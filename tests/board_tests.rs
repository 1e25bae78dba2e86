#![allow(
    clippy::unwrap_used,
    clippy::expect_used,
    clippy::panic,
    clippy::todo,
    clippy::unimplemented,
    clippy::indexing_slicing
)]
//! Board synchronization properties: full snapshots, single-cell patches,
//! the completion cache, and score aggregation.

use bingo_client::board::{Board, ProgressCache};
use bingo_client::protocol::{ColorSet, SquarePayload, BOARD_CELLS};
use bingo_client::{BingoColor, BingoError};

fn square(slot: &str, name: &str, colors: &str) -> SquarePayload {
    SquarePayload {
        slot: slot.to_string(),
        name: name.to_string(),
        colors: colors.to_string(),
    }
}

// ════════════════════════════════════════════════════════════════════
// Full snapshots
// ════════════════════════════════════════════════════════════════════

#[test]
fn snapshot_always_yields_25_cells() {
    let board = Board::from_snapshot(&[square("slot1", "Only one", "red")]).unwrap();
    assert_eq!(board.len(), BOARD_CELLS);
}

#[test]
fn unlisted_cells_are_empty_and_textless() {
    let board = Board::from_snapshot(&[square("slot7", "Seventh", "blue")]).unwrap();
    for (i, cell) in board.cells().enumerate() {
        if i == 6 {
            assert_eq!(cell.text, "Seventh");
            assert!(cell.colors.contains(BingoColor::Blue));
        } else {
            assert!(cell.colors.is_empty(), "cell {i} should be empty");
            assert!(cell.text.is_empty(), "cell {i} should have no text");
        }
    }
}

#[test]
fn snapshot_places_every_descriptor_by_slot() {
    let squares: Vec<SquarePayload> = (1..=BOARD_CELLS)
        .map(|n| square(&format!("slot{n}"), &format!("Objective {n}"), "blank"))
        .collect();
    let board = Board::from_snapshot(&squares).unwrap();
    for (i, cell) in board.cells().enumerate() {
        assert_eq!(cell.text, format!("Objective {}", i + 1));
    }
}

#[test]
fn malformed_descriptor_does_not_corrupt_other_cells() {
    let squares = vec![
        square("slot1", "Good", "red"),
        square("slotXX", "Bad", "blue"),
        square("slot3", "Also good", "green"),
    ];
    let err = Board::from_snapshot(&squares).unwrap_err();
    match err {
        BingoError::PartialSnapshot { rejected } => assert_eq!(rejected, vec!["slotXX"]),
        other => panic!("expected PartialSnapshot, got {other:?}"),
    }

    let board = Board::from_snapshot_lossy(&squares);
    assert!(board.cell(0).unwrap().colors.contains(BingoColor::Red));
    assert!(board.cell(2).unwrap().colors.contains(BingoColor::Green));
    assert!(board.cells().filter(|c| !c.colors.is_empty()).count() == 2);
}

// ════════════════════════════════════════════════════════════════════
// Patches
// ════════════════════════════════════════════════════════════════════

#[test]
fn patch_changes_only_the_target_cell_colors() {
    let squares: Vec<SquarePayload> = (1..=BOARD_CELLS)
        .map(|n| square(&format!("slot{n}"), &format!("Objective {n}"), "blank"))
        .collect();
    let mut board = Board::from_snapshot(&squares).unwrap();
    let before = board.clone();

    board.apply_patch(11, ColorSet::parse("teal")).unwrap();

    for i in 0..BOARD_CELLS {
        let cell = board.cell(i).unwrap();
        let old = before.cell(i).unwrap();
        assert_eq!(cell.text, old.text, "patch must never change text");
        if i == 11 {
            assert!(cell.colors.contains(BingoColor::Teal));
        } else {
            assert_eq!(cell.colors, old.colors, "cell {i} colors changed");
        }
    }
}

#[test]
fn patch_replaces_colors_wholesale() {
    let mut board = Board::from_snapshot(&[square("slot1", "First", "red blue")]).unwrap();
    board.apply_patch(0, ColorSet::parse("green")).unwrap();
    let colors = &board.cell(0).unwrap().colors;
    assert_eq!(colors.len(), 1);
    assert!(colors.contains(BingoColor::Green));
}

#[test]
fn out_of_range_patch_is_rejected() {
    let mut board = Board::default();
    assert!(matches!(
        board.apply_patch(BOARD_CELLS, ColorSet::new()),
        Err(BingoError::MalformedSlot(_))
    ));
}

// ════════════════════════════════════════════════════════════════════
// Score aggregation
// ════════════════════════════════════════════════════════════════════

#[test]
fn score_counts_multi_color_cells_once_per_color() {
    let board = Board::from_snapshot(&[
        square("slot1", "A", "red"),
        square("slot2", "B", "red blue"),
    ])
    .unwrap();
    let score: Vec<_> = board.score().collect();
    assert_eq!(score, vec![(BingoColor::Blue, 1), (BingoColor::Red, 2)]);
}

#[test]
fn score_is_ordered_and_omits_absent_colors() {
    let board = Board::from_snapshot(&[
        square("slot3", "C", "yellow"),
        square("slot5", "E", "orange yellow"),
        square("slot9", "I", "navy"),
    ])
    .unwrap();
    let score: Vec<_> = board.score().collect();
    assert_eq!(
        score,
        vec![
            (BingoColor::Navy, 1),
            (BingoColor::Orange, 1),
            (BingoColor::Yellow, 2),
        ]
    );
}

#[test]
fn empty_board_scores_nothing() {
    assert_eq!(Board::default().score().count(), 0);
}

// ════════════════════════════════════════════════════════════════════
// Completion cache
// ════════════════════════════════════════════════════════════════════

#[test]
fn fresh_cache_is_all_false() {
    let cache = ProgressCache::new();
    assert!((0..BOARD_CELLS).all(|i| !cache.is_done(i)));
}

#[test]
fn mark_is_sticky_and_indexed() {
    let mut cache = ProgressCache::new();
    cache.mark(4);
    cache.mark(4);
    assert!(cache.is_done(4));
    assert!(!cache.is_done(3));
}

#[test]
fn out_of_range_cache_reads_are_false() {
    let cache = ProgressCache::new();
    assert!(!cache.is_done(BOARD_CELLS));
    assert!(!cache.is_done(usize::MAX));
}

** EXERCISE BRIEF **
In the records above, find the line containing "synchronization properties: full" and restate word for word every line from the first through that one.

** TASK OUTPUT **
filename tests/board_tests.rs
repository 1e25bae78dba2e86
#![allow(
    clippy::unwrap_used,
    clippy::expect_used,
    clippy::panic,
    clippy::todo,
    clippy::unimplemented,
    clippy::indexing_slicing
)]
//! Board synchronization properties: full snapshots, single-cell patches,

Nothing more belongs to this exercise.